A Monroy le pareció plausible aquella explicación.
—De todos modos, a veces tengo tentaciones de ponerte guardia permanente.
—¿Por qué?
—Porque me da en la nariz que me estás ocultando algo, como siempre.
—¿Como siempre?
—Ya ha pasado otras veces. Te callas como una puta y te metes en follones y, cuando me vengo a dar cuenta, te encuentran en el culo del mundo, con una puñalada y a punto de desangrarte. ¿O no te acuerdas de la última vez?
—Me pillaron desprevenido. No podía esperar.
—No me toques los huevos, Eladio. Si le pisas el rabo a un tigre, es de esperar que te dé un zarpazo. Lo que pasa es que tú te has creído que todavía tienes treinta años Y ya nos vamos haciendo viejos, amigo Para no cansarte, Eladio: yo sé que tú sabes más sobre el Ministro de lo que me estás contando. No me trago lo del barco.
—Déniz, no te creas lo del barco si no quieres. Pero esta vez me vas a tener que creer: no tengo ni puta idea de nada de eso. Y es que, además, no me interesa en absoluto.
—Lo que tú digas, cabezudo. Pero luego no me vengas para que te saque del lío.
—¿De qué lío? No me toques los huevos. No ando en nada, Déniz. Me creas o no, eso es lo que hay.
—Venga, hombre, que nos conocemos. ¿Me vas a decir que la sobrina no te contó nada interesante, aparte de cómo le va la vida y de cómo el tío la llevaba al circo?
Monroy pensó que Déniz, por tocapelotas, se merecía lo que dijo a continuación:
—Pues mira, sí. Me dijo algo más. Me dijo que ustedes, en cuanto la noticia salga de los titulares, esto es, dentro de dos días a más tardar, le dan carpetazo al asunto y lo mandan a tomar por culo, porque en este país hay categorías, y tipos como los de su familia son de tercera regional. Si quieres que te diga lo que pienso, me parece una verdad como un puño. Yo, en tu lugar, estaría muy avergonzado de que hasta una chiquilla se dé cuenta de lo inepto que soy.
—Que te den por el culo —le espetó Déniz.
—No me molesta que me den por el culo, Déniz. Lo que me jode es que me echen el aliento en la espalda.
Déniz hizo un esfuerzo para serenarse y, finalmente, se despidió de Monroy todo lo educadamente que pudo. El ex marinero, por su parte, dejó el cuchillo sobre la tabla, fue al salón y encendió un cigarrillo. Notaba el cabreo subiéndosele a las sienes. Porque no se trataba de una pose que hubiera adoptado solo para herir al comisario: sabía que la chica tenía razón en pensar que el crimen quedaría sin aclararse. Y, al mismo tiempo, algo le decía que era posible que él, y solo él, tuviera la clave para hacerlo, aunque no le convenía ni (para ser completamente sincero consigo mismo) le apetecía tirar de aquel hilo. Se sentía indignado, pero, al mismo tiempo, quizá absurda pero ineluctablemente, también culpable. Justo cuando apagaba el cigarrillo, Gloria abrió la puerta y le vio, apretando la colilla con furia, con el ceño fruncido.

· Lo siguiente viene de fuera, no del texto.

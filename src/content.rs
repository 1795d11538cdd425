use crate::visibility::StatSource;

#[derive(Debug, PartialEq, Eq)]
pub struct NavSection {
    pub id: &'static str,
    pub label: &'static str,
}

pub const NAV_SECTIONS: &[NavSection] = &[
    NavSection { id: "home", label: "Home" },
    NavSection { id: "about", label: "About" },
    NavSection { id: "skills", label: "Skills" },
    NavSection { id: "projects", label: "Projects" },
    NavSection { id: "experience", label: "Experience" },
    NavSection { id: "contact", label: "Contact" },
];

#[derive(Debug, PartialEq, Eq)]
pub struct FilterOption {
    pub token: &'static str,
    pub label: &'static str,
}

pub const SKILL_FILTERS: &[FilterOption] = &[
    FilterOption { token: "all", label: "All" },
    FilterOption { token: "frontend", label: "Frontend" },
    FilterOption { token: "backend", label: "Backend" },
    FilterOption { token: "tools", label: "Tools" },
];

pub const PROJECT_FILTERS: &[FilterOption] = &[
    FilterOption { token: "all", label: "All" },
    FilterOption { token: "web", label: "Web" },
    FilterOption { token: "mobile", label: "Mobile" },
    FilterOption { token: "ai", label: "AI" },
];

#[derive(Debug, PartialEq, Eq)]
pub struct Skill {
    pub name: &'static str,
    pub category: &'static str,
    /// Raw `data-level` attribute value.
    pub level: &'static str,
}

pub const SKILLS: &[Skill] = &[
    Skill { name: "JavaScript", category: "frontend", level: "95" },
    Skill { name: "React", category: "frontend", level: "90" },
    Skill { name: "Vue.js", category: "frontend", level: "80" },
    Skill { name: "Node.js", category: "backend", level: "88" },
    Skill { name: "PostgreSQL", category: "backend", level: "78" },
    Skill { name: "Python", category: "backend", level: "75" },
    Skill { name: "Git", category: "tools", level: "92" },
    Skill { name: "Docker", category: "tools", level: "70" },
];

#[derive(Debug, PartialEq, Eq)]
pub struct Stat {
    pub id: Option<&'static str>,
    pub value: &'static str,
    pub label: &'static str,
    pub source: StatSource,
}

pub const STATS: &[Stat] = &[
    Stat {
        id: None,
        value: "50+",
        label: "Projects Completed",
        source: StatSource::Static,
    },
    Stat {
        id: None,
        value: "5+",
        label: "Years Experience",
        source: StatSource::Static,
    },
    Stat {
        id: Some("view-counter"),
        value: "...",
        label: "Portfolio Views",
        source: StatSource::ViewCounter,
    },
];

#[derive(Debug, PartialEq, Eq)]
pub struct TimelineEntry {
    pub period: &'static str,
    pub role: &'static str,
    pub organisation: &'static str,
    pub summary: &'static str,
}

pub const TIMELINE: &[TimelineEntry] = &[
    TimelineEntry {
        period: "2022 - Present",
        role: "Senior Full-Stack Developer",
        organisation: "Brightline Labs",
        summary: "Leading a team of four building real-time collaboration tools.",
    },
    TimelineEntry {
        period: "2020 - 2022",
        role: "Full-Stack Developer",
        organisation: "Northwind Commerce",
        summary: "Built the merchant dashboard and order pipeline used by 50+ stores.",
    },
    TimelineEntry {
        period: "2019 - 2020",
        role: "Frontend Developer",
        organisation: "Pixel & Co.",
        summary: "Shipped responsive marketing sites and a component library.",
    },
];

pub const GRADIENT_ORBS: usize = 3;

#[cfg(test)]
mod tests {
    use super::*;
    use crate::visibility::parse_level;

    #[test]
    fn every_skill_level_is_a_valid_percentage() {
        for skill in SKILLS {
            assert!(parse_level(skill.level).is_some(), "{}", skill.name);
        }
    }

    #[test]
    fn only_the_view_counter_is_externally_sourced() {
        let external: Vec<_> = STATS
            .iter()
            .filter(|stat| !stat.source.animates())
            .map(|stat| stat.id)
            .collect();

        assert_eq!(external, vec![Some("view-counter")]);
    }

    #[test]
    fn filter_groups_start_with_all() {
        assert_eq!(SKILL_FILTERS[0].token, crate::filter::ALL);
        assert_eq!(PROJECT_FILTERS[0].token, crate::filter::ALL);
    }
}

—¿Qué te pasa, amor? —preguntó a modo de saludo.
—Que a veces la vida es una barca, como dijo Calderón de la Mierda.
E
n la cocina, después de la cena (habían comido en un silencio que de cuando en cuando Gloria rompía para hacerle preguntas que él obviaba), Gloria logró romper su mutismo, diciéndole que si él creía que el encargo de la caja de marras y la muerte de aquel hombre tenían relación, Monroy no solo debería contárselo a Déniz sino que, además, era su obligación hacerlo.